Rimini protocol
The Rimini Protocol is a proposal made by the geologist Colin Campbell. It is intended to stabilise oil prices and minimise the effects of peak oil. It is named after the XXIX. Annual Conference The Economics of the Noble Path: Fraternal Rights, the Convival Society, Fair Shares for All of the Pio Manzù International Research Centre in Rimini, Italy on 18-20 October 2003, where Campbell presented his idea of an oil depletion protocol. A few months later, he published together with Kjell Aleklett, the head of the Uppsala Hydrocarbon Depletion Study Group, a slightly refined text under the name Uppsala Protocol.
Basic mechanism
To ease peak oil effects and to manage the long decline in the second half of the oil era, producing countries would not produce oil in excess of their present national depletion rate: i.e., roughly speaking, the oil used or exported must equal the oil produced or imported.
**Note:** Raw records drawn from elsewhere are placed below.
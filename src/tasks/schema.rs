//! Task parameter schemas and binding
//!
//! Every task declares a static list of [`ParameterSpec`]s. Binding walks the
//! invocation's `(name, expression)` pairs, looks each one up in the schema,
//! evaluates it and converts it to the declared [`ParameterKind`].

use crate::error::{BuildError, BuildResult, EvaluationError, StructuralError};
use crate::events::{BuildEvent, Diagnostic, EventLog, EventOrigin, Importance};
use crate::expression::coerce::{format_bool, to_bool, to_number};
use crate::expression::escape::{escape, unescape};
use crate::expression::eval::{expand_items, expand_string};
use crate::expression::reference::ParseOptions;
use crate::project::context::EvalContext;
use crate::project::fs::{resolve, FileSystem};
use crate::project::item::TaskItem;
use std::path::{Path, PathBuf};

#[derive(Debug, Clone, Copy, PartialEq, Eq)]
pub enum ParameterKind {
    String,
    Bool,
    Int,
    /// A list of items; plain text entries become items without metadata
    Items,
}

impl ParameterKind {
    fn describe(self) -> &'static str {
        match self {
            ParameterKind::String => "a string",
            ParameterKind::Bool => "a boolean",
            ParameterKind::Int => "an integer",
            ParameterKind::Items => "an item list",
        }
    }
}

/// One declared task parameter
#[derive(Debug, Clone, Copy, PartialEq, Eq)]
pub struct ParameterSpec {
    pub name: &'static str,
    pub kind: ParameterKind,
    pub required: bool,
    pub input: bool,
    pub output: bool,
}

impl ParameterSpec {
    pub const fn input(name: &'static str, kind: ParameterKind) -> Self {
        ParameterSpec {
            name,
            kind,
            required: false,
            input: true,
            output: false,
        }
    }

    pub const fn required(name: &'static str, kind: ParameterKind) -> Self {
        ParameterSpec {
            required: true,
            ..Self::input(name, kind)
        }
    }

    /// Output-only parameter
    pub const fn output(name: &'static str, kind: ParameterKind) -> Self {
        ParameterSpec {
            name,
            kind,
            required: false,
            input: false,
            output: true,
        }
    }

    /// Mark an input parameter as also readable after execution
    pub const fn and_output(self) -> Self {
        ParameterSpec {
            output: true,
            ..self
        }
    }
}

/// A converted parameter value
#[derive(Debug, Clone, PartialEq)]
pub enum ParameterValue {
    String(String),
    Bool(bool),
    Int(i64),
    Items(Vec<TaskItem>),
}

impl ParameterValue {
    /// Text form, used when an output is bound to a property.
    ///
    /// The result is escaped.
    pub fn to_property_value(&self) -> String {
        match self {
            ParameterValue::String(s) => escape(s),
            ParameterValue::Bool(b) => format_bool(*b),
            ParameterValue::Int(n) => n.to_string(),
            ParameterValue::Items(items) => items
                .iter()
                .map(TaskItem::spec)
                .collect::<Vec<_>>()
                .join(";"),
        }
    }

    /// Item form, used when an output is bound to an item type
    pub fn to_items(&self) -> Vec<TaskItem> {
        match self {
            ParameterValue::Items(items) => items.clone(),
            ParameterValue::String(s) => s
                .split(';')
                .map(str::trim)
                .filter(|s| !s.is_empty())
                .map(TaskItem::from_unescaped)
                .collect(),
            other => vec![TaskItem::new(other.to_property_value())],
        }
    }
}

/// Named parameter values, in binding order
#[derive(Debug, Clone, Default, PartialEq)]
pub struct ParameterValues {
    values: Vec<(&'static str, ParameterValue)>,
}

impl ParameterValues {
    pub fn new() -> Self {
        Self::default()
    }

    pub fn set(&mut self, name: &'static str, value: ParameterValue) {
        match self.values.iter_mut().find(|(n, _)| n.eq_ignore_ascii_case(name)) {
            Some(existing) => existing.1 = value,
            None => self.values.push((name, value)),
        }
    }

    pub fn with(mut self, name: &'static str, value: ParameterValue) -> Self {
        self.set(name, value);
        self
    }

    pub fn get(&self, name: &str) -> Option<&ParameterValue> {
        self.values
            .iter()
            .find(|(n, _)| n.eq_ignore_ascii_case(name))
            .map(|(_, v)| v)
    }

    pub fn string(&self, name: &str) -> Option<&str> {
        match self.get(name) {
            Some(ParameterValue::String(s)) => Some(s),
            _ => None,
        }
    }

    pub fn bool(&self, name: &str) -> bool {
        matches!(self.get(name), Some(ParameterValue::Bool(true)))
    }

    pub fn int(&self, name: &str) -> Option<i64> {
        match self.get(name) {
            Some(ParameterValue::Int(n)) => Some(*n),
            _ => None,
        }
    }

    pub fn items(&self, name: &str) -> &[TaskItem] {
        match self.get(name) {
            Some(ParameterValue::Items(items)) => items,
            _ => &[],
        }
    }

    pub fn iter(&self) -> impl Iterator<Item = (&'static str, &ParameterValue)> {
        self.values.iter().map(|(n, v)| (*n, v))
    }

    pub fn is_empty(&self) -> bool {
        self.values.is_empty()
    }
}

/// What a running task can reach: logging, the project directory and the
/// file system
pub struct TaskHost<'h> {
    pub project_dir: &'h Path,
    pub fs: &'h dyn FileSystem,
    pub origin: EventOrigin,
    /// Project file that declared the task
    pub file: Option<&'h Path>,
    log: &'h EventLog,
    logged_error: bool,
}

impl<'h> TaskHost<'h> {
    pub fn new(project_dir: &'h Path, fs: &'h dyn FileSystem, log: &'h EventLog, origin: EventOrigin) -> Self {
        TaskHost {
            project_dir,
            fs,
            origin,
            file: None,
            log,
            logged_error: false,
        }
    }

    pub fn with_file(mut self, file: &'h Path) -> Self {
        self.file = Some(file);
        self
    }

    pub fn message(&self, importance: Importance, text: impl Into<String>) {
        self.log
            .emit(BuildEvent::message(self.origin.clone(), importance, text));
    }

    pub fn warning(&self, diagnostic: Diagnostic) {
        self.log.emit(BuildEvent::Warning(diagnostic));
    }

    pub fn error(&mut self, diagnostic: Diagnostic) {
        self.logged_error = true;
        self.log.emit(BuildEvent::Error(diagnostic));
    }

    /// Did the task report its own error event?
    pub fn has_logged_error(&self) -> bool {
        self.logged_error
    }

    /// A diagnostic carrying this task's origin and file
    pub fn diagnostic(&self, message: impl Into<String>) -> Diagnostic {
        let diagnostic = Diagnostic::new(self.origin.clone(), message);
        match self.file {
            Some(file) => diagnostic.with_file(file),
            None => diagnostic,
        }
    }

    /// Resolve a task path argument against the project directory
    pub fn resolve(&self, path: &str) -> PathBuf {
        resolve(self.project_dir, path)
    }

    /// A task failure for the running task
    pub fn fail(&self, message: impl Into<String>) -> BuildError {
        BuildError::TaskExecution {
            task: self.origin.task.clone().unwrap_or_default(),
            message: message.into(),
        }
    }
}

/// A task type: a schema plus an action over bound values
pub trait Task {
    fn name(&self) -> &'static str;

    fn parameters(&self) -> &'static [ParameterSpec];

    /// Run with bound inputs; returns output parameter values
    fn execute(&self, inputs: &ParameterValues, host: &mut TaskHost) -> BuildResult<ParameterValues>;

    fn parameter(&self, name: &str) -> Option<&'static ParameterSpec> {
        self.parameters()
            .iter()
            .find(|p| p.name.eq_ignore_ascii_case(name))
    }
}

/// Options for task parameter expressions: everything, no splitting
const PARAMETER_OPTIONS: ParseOptions = ParseOptions::ALL;

/// Evaluate and convert an invocation's parameters against a task schema
pub fn bind_parameters(
    task: &dyn Task,
    parameters: &[(String, String)],
    ctx: &EvalContext,
) -> BuildResult<ParameterValues> {
    let mut values = ParameterValues::new();
    for (name, raw) in parameters {
        let spec = task
            .parameter(name)
            .filter(|spec| spec.input)
            .ok_or_else(|| StructuralError::UnknownParameter {
                task: task.name().to_string(),
                parameter: name.clone(),
            })?;
        if let Some(value) = convert(task.name(), spec, raw, ctx)? {
            values.set(spec.name, value);
        }
    }

    for spec in task.parameters().iter().filter(|p| p.required) {
        if values.get(spec.name).is_none() {
            return Err(StructuralError::MissingRequiredParameter {
                task: task.name().to_string(),
                parameter: spec.name.to_string(),
            }
            .into());
        }
    }
    Ok(values)
}

/// `None` when the expression evaluates to nothing
fn convert(
    task: &str,
    spec: &ParameterSpec,
    raw: &str,
    ctx: &EvalContext,
) -> BuildResult<Option<ParameterValue>> {
    if spec.kind == ParameterKind::Items {
        let items = expand_items(raw, PARAMETER_OPTIONS, ctx)?;
        return Ok((!items.is_empty()).then_some(ParameterValue::Items(items)));
    }

    let text = unescape(&expand_string(raw, PARAMETER_OPTIONS.with_split(false), ctx)?);
    if text.trim().is_empty() {
        return Ok(None);
    }
    let invalid = || -> BuildError {
        EvaluationError::InvalidParameterValue {
            task: task.to_string(),
            parameter: spec.name.to_string(),
            expected: spec.kind.describe(),
            value: text.clone(),
        }
        .into()
    };
    let value = match spec.kind {
        ParameterKind::Bool => ParameterValue::Bool(to_bool(&text).ok_or_else(invalid)?),
        ParameterKind::Int => {
            let n = to_number(&text).filter(|n| n.fract() == 0.0).ok_or_else(invalid)?;
            ParameterValue::Int(n as i64)
        }
        _ => ParameterValue::String(text.clone()),
    };
    Ok(Some(value))
}

#[cfg(test)]
mod tests {
    use super::*;
    use crate::project::fs::DiskFileSystem;
    use crate::project::item::{ItemStore, NewItem};
    use crate::project::property::{Property, PropertyKind, PropertyTable};

    struct Probe;

    const PROBE_PARAMETERS: &[ParameterSpec] = &[
        ParameterSpec::required("Files", ParameterKind::Items),
        ParameterSpec::input("Retries", ParameterKind::Int),
        ParameterSpec::input("Force", ParameterKind::Bool),
        ParameterSpec::input("Label", ParameterKind::String).and_output(),
        ParameterSpec::output("Count", ParameterKind::Int),
    ];

    impl Task for Probe {
        fn name(&self) -> &'static str {
            "Probe"
        }

        fn parameters(&self) -> &'static [ParameterSpec] {
            PROBE_PARAMETERS
        }

        fn execute(&self, inputs: &ParameterValues, _host: &mut TaskHost) -> BuildResult<ParameterValues> {
            Ok(ParameterValues::new().with("Count", ParameterValue::Int(inputs.items("Files").len() as i64)))
        }
    }

    fn bind(parameters: &[(&str, &str)]) -> BuildResult<ParameterValues> {
        let mut properties = PropertyTable::new();
        properties
            .set(Property::new("Tries", "3", PropertyKind::Normal))
            .unwrap();
        let mut items = ItemStore::new();
        let group = items.new_group();
        for spec in ["a.cs", "b.cs"] {
            items.add(
                group,
                NewItem {
                    item_type: "Compile".to_string(),
                    spec: spec.to_string(),
                    ..NewItem::default()
                },
            );
        }
        let ctx = EvalContext::new(&properties, &items, Path::new("/p"), &DiskFileSystem);
        let parameters: Vec<(String, String)> = parameters
            .iter()
            .map(|(n, v)| (n.to_string(), v.to_string()))
            .collect();
        bind_parameters(&Probe, &parameters, &ctx)
    }

    #[test]
    fn test_bind_converts_kinds() {
        let values = bind(&[
            ("files", "@(Compile);extra.txt"),
            ("Retries", "$(Tries)"),
            ("Force", "yes"),
            ("Label", "it%3bs"),
        ])
        .unwrap();
        assert_eq!(values.items("Files").len(), 3);
        assert_eq!(values.int("Retries"), Some(3));
        assert!(values.bool("Force"));
        assert_eq!(values.string("Label"), Some("it;s"));
    }

    #[test]
    fn test_missing_required_parameter() {
        let err = bind(&[("Files", "@(Nothing)")]).unwrap_err();
        assert!(matches!(
            err,
            BuildError::Structural(StructuralError::MissingRequiredParameter { .. })
        ));
    }

    #[test]
    fn test_unknown_and_output_only_parameters() {
        let err = bind(&[("Files", "a"), ("Bogus", "1")]).unwrap_err();
        assert!(matches!(
            err,
            BuildError::Structural(StructuralError::UnknownParameter { .. })
        ));
        let err = bind(&[("Files", "a"), ("Count", "1")]).unwrap_err();
        assert!(matches!(
            err,
            BuildError::Structural(StructuralError::UnknownParameter { .. })
        ));
    }

    #[test]
    fn test_invalid_value() {
        let err = bind(&[("Files", "a"), ("Force", "maybe")]).unwrap_err();
        assert!(matches!(
            err,
            BuildError::Evaluation(EvaluationError::InvalidParameterValue { .. })
        ));
    }

    #[test]
    fn test_output_value_forms() {
        let items = ParameterValue::Items(vec![TaskItem::new("a.cs"), TaskItem::new("b.cs")]);
        assert_eq!(items.to_property_value(), "a.cs;b.cs");
        assert_eq!(ParameterValue::Bool(true).to_property_value(), "True");
        assert_eq!(ParameterValue::String("x;y".to_string()).to_items().len(), 2);
    }
}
Furthermore, it would be required that importing nations stabilize their imports at existing levels and match their consumption to the global decline rate. Consuming nations should actively reduce oil consumption each year by the global decline rate. This would have the effect of keeping world prices reasonable without price shocks and let Third World countries afford their oil imports.The protocol consists - beyond introducing whereas considerations and a list of objectives - the following provisions:
Campbell's own words
Campbell also stresses the need for outdated principles of economic growth to be surpassed. He states : "the economic fundamentalists... have these really outdated economic principles inherited from the Industrial Revolution, when the world was indeed large and the scope for Man’s activities were at that time more or less infinite.... these economic principles... are very short term in their nature... these people who say that there can be no shortage in an open market and their battle cry is liberalize markets - these people have become really the enemy..." As such, Campbell strongly criticises those who accelerate the peak oil crisis, rather than taking action to curtail it as he recommends.Campbell substantiates the prediction of the urgent forthcoming "peak oil" crisis by making reference to Saudi Arabia, a nation covering a geographic region wherein there is a huge concentration of oil. Campbell hypothesises: "I think even the Sauds would always develop the larger ones first. So the biggest field in the world is Ghawar, with 80 billion in it perhaps, you step outside from this trend to Safaniya with 35 perhaps, Hanifah about 12 and Shaybah 15, and you come on down. If they develop the big ones first, which one must assume they did, you are down to well, still nice oilfields but of a modest scale, and so I suppose the other discoveries they made have made are smaller by orders of magnitude... it’s quite evident that this doesn’t come close to the past."